Using the data beneath this instruction, retype only the lines from the one that contains "filename trivia-cli/src/commands/seed.rs" down to the one that contains "use trivia_server::models::NewQuestion;", both included, exactly as they appear.
Start of Data records
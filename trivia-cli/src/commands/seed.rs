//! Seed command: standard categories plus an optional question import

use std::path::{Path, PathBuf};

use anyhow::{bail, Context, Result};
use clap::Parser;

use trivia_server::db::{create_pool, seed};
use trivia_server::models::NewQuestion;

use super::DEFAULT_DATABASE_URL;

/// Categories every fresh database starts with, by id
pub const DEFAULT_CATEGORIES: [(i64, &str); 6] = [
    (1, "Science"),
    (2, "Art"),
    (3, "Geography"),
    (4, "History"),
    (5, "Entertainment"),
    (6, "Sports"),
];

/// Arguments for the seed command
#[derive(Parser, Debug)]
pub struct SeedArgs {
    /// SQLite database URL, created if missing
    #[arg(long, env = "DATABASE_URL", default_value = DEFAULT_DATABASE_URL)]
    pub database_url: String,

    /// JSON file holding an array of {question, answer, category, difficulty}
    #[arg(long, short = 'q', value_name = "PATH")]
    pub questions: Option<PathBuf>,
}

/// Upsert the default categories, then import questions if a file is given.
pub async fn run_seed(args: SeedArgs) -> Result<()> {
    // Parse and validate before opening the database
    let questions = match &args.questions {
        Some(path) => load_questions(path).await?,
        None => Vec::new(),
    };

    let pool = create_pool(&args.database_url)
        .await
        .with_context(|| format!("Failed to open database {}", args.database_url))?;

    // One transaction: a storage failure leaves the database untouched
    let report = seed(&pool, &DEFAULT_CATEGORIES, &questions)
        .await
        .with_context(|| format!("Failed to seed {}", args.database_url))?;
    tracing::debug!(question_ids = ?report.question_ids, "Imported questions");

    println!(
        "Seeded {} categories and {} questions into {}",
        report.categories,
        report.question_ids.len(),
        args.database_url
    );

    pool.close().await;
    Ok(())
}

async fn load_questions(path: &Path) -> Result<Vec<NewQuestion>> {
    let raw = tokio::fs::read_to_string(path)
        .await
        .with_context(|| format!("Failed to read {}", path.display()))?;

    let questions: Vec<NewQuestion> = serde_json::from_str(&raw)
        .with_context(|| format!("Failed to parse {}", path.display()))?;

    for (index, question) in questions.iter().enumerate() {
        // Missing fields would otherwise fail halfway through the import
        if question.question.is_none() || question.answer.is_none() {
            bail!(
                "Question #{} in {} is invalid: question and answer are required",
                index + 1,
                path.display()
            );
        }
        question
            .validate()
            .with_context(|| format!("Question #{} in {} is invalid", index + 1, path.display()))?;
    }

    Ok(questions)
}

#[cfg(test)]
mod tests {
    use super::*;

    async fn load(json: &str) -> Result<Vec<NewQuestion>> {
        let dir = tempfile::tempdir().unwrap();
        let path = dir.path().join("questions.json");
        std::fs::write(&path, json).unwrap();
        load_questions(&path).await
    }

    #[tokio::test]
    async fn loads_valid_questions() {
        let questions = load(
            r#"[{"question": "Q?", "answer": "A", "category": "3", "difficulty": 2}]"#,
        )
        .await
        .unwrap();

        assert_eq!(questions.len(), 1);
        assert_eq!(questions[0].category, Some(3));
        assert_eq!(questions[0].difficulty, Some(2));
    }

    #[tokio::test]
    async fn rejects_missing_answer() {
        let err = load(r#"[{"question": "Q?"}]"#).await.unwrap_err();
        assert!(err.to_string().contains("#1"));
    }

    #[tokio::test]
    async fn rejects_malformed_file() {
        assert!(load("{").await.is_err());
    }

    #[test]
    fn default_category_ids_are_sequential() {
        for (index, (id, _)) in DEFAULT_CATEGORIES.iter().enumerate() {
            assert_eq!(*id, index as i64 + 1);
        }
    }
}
End of Data records
Start of Data records
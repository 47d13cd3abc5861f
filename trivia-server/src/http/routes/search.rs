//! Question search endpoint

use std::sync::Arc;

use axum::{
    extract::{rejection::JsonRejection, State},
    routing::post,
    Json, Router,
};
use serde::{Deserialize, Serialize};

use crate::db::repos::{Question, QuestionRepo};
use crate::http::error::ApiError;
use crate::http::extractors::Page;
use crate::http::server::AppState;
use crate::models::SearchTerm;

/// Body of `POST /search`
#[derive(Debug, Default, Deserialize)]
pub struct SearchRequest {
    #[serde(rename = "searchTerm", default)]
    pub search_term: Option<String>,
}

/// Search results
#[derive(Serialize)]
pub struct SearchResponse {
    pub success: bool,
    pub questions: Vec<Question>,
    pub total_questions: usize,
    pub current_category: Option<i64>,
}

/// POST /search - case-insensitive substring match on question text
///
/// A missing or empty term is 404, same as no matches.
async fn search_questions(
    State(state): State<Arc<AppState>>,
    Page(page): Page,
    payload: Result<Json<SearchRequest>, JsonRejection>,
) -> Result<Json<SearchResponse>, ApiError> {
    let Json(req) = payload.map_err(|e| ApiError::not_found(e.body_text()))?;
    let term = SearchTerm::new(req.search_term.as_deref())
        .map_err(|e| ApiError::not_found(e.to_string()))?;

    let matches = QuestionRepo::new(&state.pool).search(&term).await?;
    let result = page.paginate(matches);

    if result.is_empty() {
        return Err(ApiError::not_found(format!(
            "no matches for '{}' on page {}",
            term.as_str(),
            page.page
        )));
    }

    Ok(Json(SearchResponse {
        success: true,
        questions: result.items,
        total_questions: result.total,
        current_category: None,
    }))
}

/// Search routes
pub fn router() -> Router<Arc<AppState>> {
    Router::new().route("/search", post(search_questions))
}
End of Data records
— Exercise response —
filename trivia-cli/src/commands/seed.rs
//! Seed command: standard categories plus an optional question import

use std::path::{Path, PathBuf};

use anyhow::{bail, Context, Result};
use clap::Parser;

use trivia_server::db::{create_pool, seed};
use trivia_server::models::NewQuestion;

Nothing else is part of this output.